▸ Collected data

● ● ● ● ● ● ●

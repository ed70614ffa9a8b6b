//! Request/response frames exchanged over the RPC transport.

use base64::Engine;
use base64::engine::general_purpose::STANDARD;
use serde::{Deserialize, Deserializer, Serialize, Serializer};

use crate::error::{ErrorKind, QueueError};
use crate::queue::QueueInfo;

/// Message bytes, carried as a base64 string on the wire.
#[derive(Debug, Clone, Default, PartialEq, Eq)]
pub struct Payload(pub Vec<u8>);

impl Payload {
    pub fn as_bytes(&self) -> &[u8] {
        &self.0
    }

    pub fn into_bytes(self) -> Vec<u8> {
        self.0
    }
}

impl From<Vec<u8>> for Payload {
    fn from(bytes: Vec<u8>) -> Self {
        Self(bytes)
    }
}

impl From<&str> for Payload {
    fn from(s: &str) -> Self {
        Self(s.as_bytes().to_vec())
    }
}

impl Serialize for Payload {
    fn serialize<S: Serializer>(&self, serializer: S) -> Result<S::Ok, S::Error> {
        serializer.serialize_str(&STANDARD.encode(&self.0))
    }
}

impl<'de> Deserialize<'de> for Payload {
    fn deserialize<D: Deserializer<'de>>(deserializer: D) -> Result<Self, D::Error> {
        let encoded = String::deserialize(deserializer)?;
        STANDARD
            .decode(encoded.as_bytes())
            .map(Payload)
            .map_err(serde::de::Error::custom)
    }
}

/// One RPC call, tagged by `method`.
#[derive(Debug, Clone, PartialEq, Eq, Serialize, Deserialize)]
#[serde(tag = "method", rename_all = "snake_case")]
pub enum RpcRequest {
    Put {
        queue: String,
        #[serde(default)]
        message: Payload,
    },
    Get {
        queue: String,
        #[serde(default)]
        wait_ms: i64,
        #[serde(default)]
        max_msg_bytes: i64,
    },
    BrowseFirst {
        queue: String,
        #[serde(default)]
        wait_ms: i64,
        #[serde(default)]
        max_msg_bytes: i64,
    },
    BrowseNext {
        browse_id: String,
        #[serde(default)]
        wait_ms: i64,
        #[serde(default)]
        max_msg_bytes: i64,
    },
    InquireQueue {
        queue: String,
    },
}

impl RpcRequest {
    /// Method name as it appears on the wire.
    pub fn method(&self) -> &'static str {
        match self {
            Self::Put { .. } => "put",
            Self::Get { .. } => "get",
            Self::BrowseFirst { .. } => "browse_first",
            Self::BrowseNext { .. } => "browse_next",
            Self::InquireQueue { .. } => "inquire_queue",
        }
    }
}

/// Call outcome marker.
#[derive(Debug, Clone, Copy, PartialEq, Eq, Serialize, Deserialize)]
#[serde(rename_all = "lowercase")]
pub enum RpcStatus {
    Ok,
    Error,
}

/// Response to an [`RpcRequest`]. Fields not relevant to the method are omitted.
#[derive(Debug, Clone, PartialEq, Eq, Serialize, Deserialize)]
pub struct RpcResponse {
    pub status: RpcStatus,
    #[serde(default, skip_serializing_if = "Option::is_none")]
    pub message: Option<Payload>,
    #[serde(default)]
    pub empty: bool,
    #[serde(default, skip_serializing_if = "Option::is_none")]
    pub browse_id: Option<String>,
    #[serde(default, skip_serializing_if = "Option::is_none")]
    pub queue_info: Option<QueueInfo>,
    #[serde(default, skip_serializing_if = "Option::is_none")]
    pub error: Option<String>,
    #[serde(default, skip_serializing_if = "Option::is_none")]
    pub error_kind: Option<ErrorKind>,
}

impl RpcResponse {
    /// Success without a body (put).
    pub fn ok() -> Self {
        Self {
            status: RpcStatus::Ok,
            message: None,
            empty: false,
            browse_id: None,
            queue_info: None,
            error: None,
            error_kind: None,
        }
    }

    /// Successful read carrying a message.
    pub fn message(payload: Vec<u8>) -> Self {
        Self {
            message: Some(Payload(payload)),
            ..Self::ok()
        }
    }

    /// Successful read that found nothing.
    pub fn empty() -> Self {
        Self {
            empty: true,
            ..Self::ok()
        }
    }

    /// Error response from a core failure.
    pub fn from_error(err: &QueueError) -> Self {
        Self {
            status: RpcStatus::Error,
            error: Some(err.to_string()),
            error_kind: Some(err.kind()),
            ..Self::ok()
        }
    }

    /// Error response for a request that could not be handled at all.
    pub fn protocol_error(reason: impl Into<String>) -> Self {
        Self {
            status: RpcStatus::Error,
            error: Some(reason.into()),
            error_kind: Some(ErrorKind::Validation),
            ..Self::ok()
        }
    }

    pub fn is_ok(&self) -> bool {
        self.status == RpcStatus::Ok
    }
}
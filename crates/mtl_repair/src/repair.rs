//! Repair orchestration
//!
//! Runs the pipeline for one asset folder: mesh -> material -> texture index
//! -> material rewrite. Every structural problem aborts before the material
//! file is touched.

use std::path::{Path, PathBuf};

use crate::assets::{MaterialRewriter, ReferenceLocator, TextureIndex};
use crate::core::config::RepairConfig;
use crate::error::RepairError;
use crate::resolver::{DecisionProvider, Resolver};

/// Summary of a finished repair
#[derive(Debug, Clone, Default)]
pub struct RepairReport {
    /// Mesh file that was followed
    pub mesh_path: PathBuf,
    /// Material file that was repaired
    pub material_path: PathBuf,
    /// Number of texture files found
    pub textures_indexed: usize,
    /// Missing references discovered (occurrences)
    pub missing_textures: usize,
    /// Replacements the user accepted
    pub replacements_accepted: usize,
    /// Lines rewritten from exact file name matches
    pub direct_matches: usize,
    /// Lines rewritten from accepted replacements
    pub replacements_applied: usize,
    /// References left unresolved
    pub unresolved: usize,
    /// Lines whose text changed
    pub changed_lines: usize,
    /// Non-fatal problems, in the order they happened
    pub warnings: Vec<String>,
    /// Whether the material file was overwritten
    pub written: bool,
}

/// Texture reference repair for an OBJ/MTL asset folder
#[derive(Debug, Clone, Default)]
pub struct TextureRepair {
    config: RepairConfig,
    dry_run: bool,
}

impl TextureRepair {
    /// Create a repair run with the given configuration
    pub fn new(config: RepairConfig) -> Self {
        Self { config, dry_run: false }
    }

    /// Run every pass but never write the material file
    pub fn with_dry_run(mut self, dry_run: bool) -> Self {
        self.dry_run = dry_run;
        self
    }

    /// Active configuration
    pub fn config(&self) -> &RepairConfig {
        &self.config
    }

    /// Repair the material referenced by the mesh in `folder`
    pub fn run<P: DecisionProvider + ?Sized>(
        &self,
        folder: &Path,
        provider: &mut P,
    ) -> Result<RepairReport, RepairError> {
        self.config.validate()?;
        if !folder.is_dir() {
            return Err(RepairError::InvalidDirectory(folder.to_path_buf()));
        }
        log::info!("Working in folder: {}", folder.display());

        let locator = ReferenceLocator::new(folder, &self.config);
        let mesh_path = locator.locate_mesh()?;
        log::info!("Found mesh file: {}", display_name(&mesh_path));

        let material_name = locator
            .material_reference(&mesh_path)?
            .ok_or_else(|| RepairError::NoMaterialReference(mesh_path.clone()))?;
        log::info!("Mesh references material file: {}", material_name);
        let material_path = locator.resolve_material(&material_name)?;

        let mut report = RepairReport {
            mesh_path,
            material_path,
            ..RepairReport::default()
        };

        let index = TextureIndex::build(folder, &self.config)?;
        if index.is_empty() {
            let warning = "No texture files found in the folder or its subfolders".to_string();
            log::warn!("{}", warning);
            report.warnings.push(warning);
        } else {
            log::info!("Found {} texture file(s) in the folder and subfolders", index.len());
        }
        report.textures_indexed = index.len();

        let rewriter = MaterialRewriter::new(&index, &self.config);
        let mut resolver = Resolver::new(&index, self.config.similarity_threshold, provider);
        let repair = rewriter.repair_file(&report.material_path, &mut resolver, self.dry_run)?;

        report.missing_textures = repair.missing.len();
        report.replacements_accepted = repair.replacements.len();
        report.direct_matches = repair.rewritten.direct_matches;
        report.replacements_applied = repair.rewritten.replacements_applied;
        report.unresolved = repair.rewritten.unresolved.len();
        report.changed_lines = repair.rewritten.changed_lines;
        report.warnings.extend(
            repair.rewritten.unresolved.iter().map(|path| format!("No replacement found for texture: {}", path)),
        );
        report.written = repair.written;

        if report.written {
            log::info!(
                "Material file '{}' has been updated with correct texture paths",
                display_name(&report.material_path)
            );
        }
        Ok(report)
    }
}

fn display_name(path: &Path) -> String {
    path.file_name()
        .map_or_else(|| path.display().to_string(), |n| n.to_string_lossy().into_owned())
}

● ● ● ● ● ● ●

▸ TASK PROMPT
Where the line with "impl Serialize for" ends, your copy should end too; please return exactly the lines from the first line of the data through it.

▸ RESPONSE TO THIS EXERCISE
repository ed70614ffa9a8b6b
//! Request/response frames exchanged over the RPC transport.

use base64::Engine;
use base64::engine::general_purpose::STANDARD;
use serde::{Deserialize, Deserializer, Serialize, Serializer};

use crate::error::{ErrorKind, QueueError};
use crate::queue::QueueInfo;

/// Message bytes, carried as a base64 string on the wire.
#[derive(Debug, Clone, Default, PartialEq, Eq)]
pub struct Payload(pub Vec<u8>);

impl Payload {
    pub fn as_bytes(&self) -> &[u8] {
        &self.0
    }

    pub fn into_bytes(self) -> Vec<u8> {
        self.0
    }
}

impl From<Vec<u8>> for Payload {
    fn from(bytes: Vec<u8>) -> Self {
        Self(bytes)
    }
}

impl From<&str> for Payload {
    fn from(s: &str) -> Self {
        Self(s.as_bytes().to_vec())
    }
}

impl Serialize for Payload {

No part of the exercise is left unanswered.